Monitoring and diagnosis of your host and K3s cluster

Monitor your homelab setup with its own tools

At this point of the guide, your homelab setup has a collection of tools enabling you to monitor and diagnose your K3s Kubernetes cluster and the workloads it runs at different levels. This chapter is a rundown of all those tools and their purposes.

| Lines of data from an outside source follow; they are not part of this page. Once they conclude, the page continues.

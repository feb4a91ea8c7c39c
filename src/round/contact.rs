//! Active touch contacts and per-round color assignment
//!
//! Raw touch streams are unreliable: duplicate downs, moves that arrive
//! before their down, ups for ids we never saw. The tracker tolerates all of
//! these silently instead of rejecting them.

use std::collections::BTreeMap;

use glam::Vec2;

use crate::config::Palette;

/// Hardware-assigned pointer id. Ids are transient and may be reused by the
/// platform after the finger lifts, so a `ContactId` is only meaningful while
/// its contact is (or was) in the set.
#[derive(Debug, Clone, Copy, PartialEq, Eq, PartialOrd, Ord, Hash)]
pub struct ContactId(pub u32);

/// One actively tracked finger
#[derive(Debug, Clone, Copy, PartialEq)]
pub struct Contact {
    pub id: ContactId,
    pub pos: Vec2,
    /// Palette index, fixed for the contact's lifetime
    pub color: usize,
}

/// Contacts keyed by pointer id. `BTreeMap` keeps iteration order stable,
/// which keeps replays and tests deterministic.
pub type ContactSet = BTreeMap<ContactId, Contact>;

/// Hands out palette indices to new contacts in arrival order, wrapping
/// around the palette. Reset only by starting a new round.
#[derive(Debug, Clone)]
pub struct ColorAssigner {
    palette_len: usize,
    issued: usize,
}

impl ColorAssigner {
    /// `palette_len` must be >= 1, enforced by round construction.
    pub fn new(palette_len: usize) -> Self {
        Self {
            palette_len,
            issued: 0,
        }
    }

    /// Palette index for the next new contact. The Nth distinct contact of a
    /// round gets `(N-1) % palette_len`, regardless of removals in between.
    pub fn next_color(&mut self) -> usize {
        let color = self.issued % self.palette_len;
        self.issued += 1;
        color
    }

    /// How many colors have been issued this round
    pub fn issued(&self) -> usize {
        self.issued
    }
}

/// Maintains the set of currently active touch contacts
#[derive(Debug, Clone)]
pub struct ContactTracker {
    contacts: ContactSet,
    colors: ColorAssigner,
}

impl ContactTracker {
    pub fn new(palette: &Palette) -> Self {
        Self {
            contacts: ContactSet::new(),
            colors: ColorAssigner::new(palette.len()),
        }
    }

    /// Finger down. A duplicate down for a live id keeps the existing color
    /// and just moves the contact.
    pub fn on_down(&mut self, id: ContactId, pos: Vec2) {
        match self.contacts.get_mut(&id) {
            Some(contact) => contact.pos = pos,
            None => self.insert_new(id, pos),
        }
    }

    /// Finger moved. A move for an unknown id is an implicit down: with
    /// multi-touch event batching a move can arrive before its down is
    /// recognized, and dropping it would lose the finger entirely.
    pub fn on_move(&mut self, id: ContactId, pos: Vec2) {
        match self.contacts.get_mut(&id) {
            Some(contact) => contact.pos = pos,
            None => self.insert_new(id, pos),
        }
    }

    /// Finger up. Unknown ids are ignored.
    pub fn on_up(&mut self, id: ContactId) {
        self.contacts.remove(&id);
    }

    /// Touch stream cancelled for this id; same effect as a lift.
    pub fn on_cancel(&mut self, id: ContactId) {
        self.contacts.remove(&id);
    }

    /// Read-only copy of the current contact set
    pub fn snapshot(&self) -> ContactSet {
        self.contacts.clone()
    }

    pub fn len(&self) -> usize {
        self.contacts.len()
    }

    pub fn is_empty(&self) -> bool {
        self.contacts.is_empty()
    }

    pub fn contains(&self, id: ContactId) -> bool {
        self.contacts.contains_key(&id)
    }

    pub fn get(&self, id: ContactId) -> Option<&Contact> {
        self.contacts.get(&id)
    }

    fn insert_new(&mut self, id: ContactId, pos: Vec2) {
        let color = self.colors.next_color();
        log::trace!("contact {:?} down at {:?}, palette index {}", id, pos, color);
        self.contacts.insert(id, Contact { id, pos, color });
    }
}

#[cfg(test)]
mod tests {
    use super::*;
    use proptest::prelude::*;

    fn tracker() -> ContactTracker {
        ContactTracker::new(&Palette::default())
    }

    fn small_tracker(palette_len: usize) -> ContactTracker {
        let colors = (0..palette_len as u32).map(|i| i * 0x111111).collect();
        ContactTracker::new(&Palette::new(colors).unwrap())
    }

    #[test]
    fn test_down_creates_contact() {
        let mut t = tracker();
        t.on_down(ContactId(3), Vec2::new(10.0, 20.0));

        let contact = t.get(ContactId(3)).unwrap();
        assert_eq!(contact.pos, Vec2::new(10.0, 20.0));
        assert_eq!(contact.color, 0);
    }

    #[test]
    fn test_duplicate_down_keeps_color() {
        let mut t = tracker();
        t.on_down(ContactId(1), Vec2::ZERO);
        t.on_down(ContactId(1), Vec2::new(5.0, 5.0));

        let contact = t.get(ContactId(1)).unwrap();
        assert_eq!(contact.color, 0);
        assert_eq!(contact.pos, Vec2::new(5.0, 5.0));
        // No second color was consumed
        t.on_down(ContactId(2), Vec2::ZERO);
        assert_eq!(t.get(ContactId(2)).unwrap().color, 1);
    }

    #[test]
    fn test_move_before_down_is_implicit_add() {
        let mut t = tracker();
        t.on_move(ContactId(7), Vec2::new(1.0, 2.0));

        assert!(t.contains(ContactId(7)));
        assert_eq!(t.get(ContactId(7)).unwrap().color, 0);
    }

    #[test]
    fn test_move_updates_position_only() {
        let mut t = tracker();
        t.on_down(ContactId(1), Vec2::ZERO);
        t.on_move(ContactId(1), Vec2::new(42.0, 9.0));

        let contact = t.get(ContactId(1)).unwrap();
        assert_eq!(contact.pos, Vec2::new(42.0, 9.0));
        assert_eq!(contact.color, 0);
    }

    #[test]
    fn test_up_and_cancel_remove() {
        let mut t = tracker();
        t.on_down(ContactId(1), Vec2::ZERO);
        t.on_down(ContactId(2), Vec2::ZERO);

        t.on_up(ContactId(1));
        t.on_cancel(ContactId(2));
        assert!(t.is_empty());

        // Unknown ids are a silent no-op
        t.on_up(ContactId(99));
        t.on_cancel(ContactId(99));
    }

    #[test]
    fn test_colors_cycle_in_arrival_order() {
        let mut t = small_tracker(3);
        for id in 0..5u32 {
            t.on_down(ContactId(id), Vec2::ZERO);
        }
        let colors: Vec<usize> = (0..5u32)
            .map(|id| t.get(ContactId(id)).unwrap().color)
            .collect();
        assert_eq!(colors, vec![0, 1, 2, 0, 1]);
    }

    #[test]
    fn test_color_counter_survives_removals() {
        let mut t = small_tracker(4);
        t.on_down(ContactId(1), Vec2::ZERO); // color 0
        t.on_down(ContactId(2), Vec2::ZERO); // color 1
        t.on_up(ContactId(1));
        t.on_down(ContactId(3), Vec2::ZERO); // color 2, not 0

        assert_eq!(t.get(ContactId(3)).unwrap().color, 2);
    }

    #[test]
    fn test_readded_id_is_a_fresh_contact() {
        let mut t = small_tracker(4);
        t.on_down(ContactId(5), Vec2::ZERO); // color 0
        t.on_up(ContactId(5));
        t.on_down(ContactId(5), Vec2::ZERO); // reused id, new contact

        assert_eq!(t.get(ContactId(5)).unwrap().color, 1);
    }

    #[test]
    fn test_snapshot_is_isolated() {
        let mut t = tracker();
        t.on_down(ContactId(1), Vec2::ZERO);

        let mut snap = t.snapshot();
        snap.clear();
        assert_eq!(t.len(), 1);
    }

    /// A raw touch event for replay testing
    #[derive(Debug, Clone)]
    enum Event {
        Down(u32, f32, f32),
        Move(u32, f32, f32),
        Up(u32),
        Cancel(u32),
    }

    fn event_strategy() -> impl Strategy<Value = Event> {
        let id = 0..8u32;
        let coord = -500.0..500.0f32;
        prop_oneof![
            (id.clone(), coord.clone(), coord.clone()).prop_map(|(i, x, y)| Event::Down(i, x, y)),
            (id.clone(), coord.clone(), coord).prop_map(|(i, x, y)| Event::Move(i, x, y)),
            id.clone().prop_map(Event::Up),
            id.prop_map(Event::Cancel),
        ]
    }

    proptest! {
        /// After any event sequence the set holds exactly the ids whose last
        /// event was a down or move, and colors follow arrival order.
        #[test]
        fn replay_matches_last_event_per_id(events in proptest::collection::vec(event_strategy(), 0..64)) {
            let mut t = small_tracker(3);
            let mut expected_live: std::collections::BTreeSet<u32> = Default::default();
            let mut expected_colors: std::collections::BTreeMap<u32, usize> = Default::default();
            let mut issued = 0usize;

            for event in &events {
                match *event {
                    Event::Down(id, x, y) | Event::Move(id, x, y) => {
                        t_apply(&mut t, event);
                        if expected_live.insert(id) {
                            expected_colors.insert(id, issued % 3);
                            issued += 1;
                        }
                        let contact = t.get(ContactId(id)).unwrap();
                        prop_assert_eq!(contact.pos, Vec2::new(x, y));
                    }
                    Event::Up(id) | Event::Cancel(id) => {
                        t_apply(&mut t, event);
                        expected_live.remove(&id);
                        expected_colors.remove(&id);
                    }
                }
            }

            let snap = t.snapshot();
            let live: std::collections::BTreeSet<u32> = snap.keys().map(|id| id.0).collect();
            prop_assert_eq!(&live, &expected_live);
            for (id, contact) in &snap {
                prop_assert_eq!(contact.color, expected_colors[&id.0]);
            }
            prop_assert_eq!(t.colors.issued(), issued);
        }
    }

    fn t_apply(t: &mut ContactTracker, event: &Event) {
        match *event {
            Event::Down(id, x, y) => t.on_down(ContactId(id), Vec2::new(x, y)),
            Event::Move(id, x, y) => t.on_move(ContactId(id), Vec2::new(x, y)),
            Event::Up(id) => t.on_up(ContactId(id)),
            Event::Cancel(id) => t.on_cancel(ContactId(id)),
        }
    }
}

Monitoring resources usage

In a small or limited system such as the one used in this guide, the first thing you have to worry about is the usage of resources:

Proxmox VE’s web console has a Summary view on all its levels (datacenter, node and virtual machine) in which it shows how the usage of resources is going. On the other hand, the web console offers a page for each storage unit configured in the system. On the other hand, remember that Proxmox VE’s web console cannot monitor the Kubernetes cluster running in your VMs.
Do not forget shell commands like htop, df or free. They can give you a different point of view of the resources usages from within your Proxmox VE host or the VMs. For instance, in the VM nodes of your K3s cluster, you can see with htop many lines related to the K3s service running in them and also about the containerd service executing your Kubernetes containers.
Still, these commands are not good enough for monitoring your Kubernetes cluster. They show you the Kubernetes-related processes like any other process at the operative system level. In other words, their resolution is “too low” and lack context to help you make sense of what they can report about your Kubernetes cluster.
To monitor the resources usage in your Kubernetes nodes and workloads, you can:
- Use the Headlamp dashboard deployed in your K3s cluster. This is probably your best option for the everyday monitoring of your K3s cluster.
- Use the kubectl top command from your kubectl client system. For instance, you could see the usages of your Ghost platform’s pods.
  $ kubectl top pod -n ghost NAME CPU(cores) MEMORY(bytes) cache-valkey-0 9m 29Mi db-mariadb-0 1m 182Mi server-ghost-0 2m 194Mi
  Notice that top pod requires specifying the namespace, while top node does not (cluster nodes are not namespaced).

Checking the logs

Logs are particularly useful when you need to diagnose issues in a system. This section explains the most relevant logs you have in your homelab setup and how to read them.

Proxmox VE logs

The Proxmox VE host is a Debian system, and its logs were usually all found in the /var/log directory but this has changed. Now a journaling system is where you can find all the system-related logs, including those about Proxmox VE processes, and you can access it with the journalctl command. You can also see the system’s journal at the pve node level of your Proxmox VE web console, in the System > System Log page. Nevertheless, you can still find some relevant logs under the /var/log directory like:

fail2ban.log
Log file where the Fail2ban system registers its activity.
pve-firewall.log
Where the Proxmox VE’s firewall writes its logs, including the ones related to your virtual machines. Very important to check it out when you detect networking issues with your containers, like blocked traffic to certain ports. You can see this log also in the web console:
- At the pve node level, in the Firewall > Log view, you can see all the lines written in the log.
- At each VM you also have a Firewall > Log view, but it only shows the lines related to the current VM.

Virtual machine logs

The VMs you have setup as K3s nodes are all Debian-based, so their system logs are also stored in their corresponding journals. Logs about Kubernetes or K3s related processes will also appear in the journal but, on the other hand, there are other log files produced by your K3s cluster that are found in /var/log/:

containers
In a Kubernetes node that runs workloads, like your K3s agent ones, this folder holds the logs of the containers currently running in the virtual machine. More precisely, they are symbolic links to the actual log files found under the path /var/log/pods, where they are also grouped in folders.

pods
Folder keeping the logs of the containers running in your Kubernetes pods. The logs are in folders organized in the following manner.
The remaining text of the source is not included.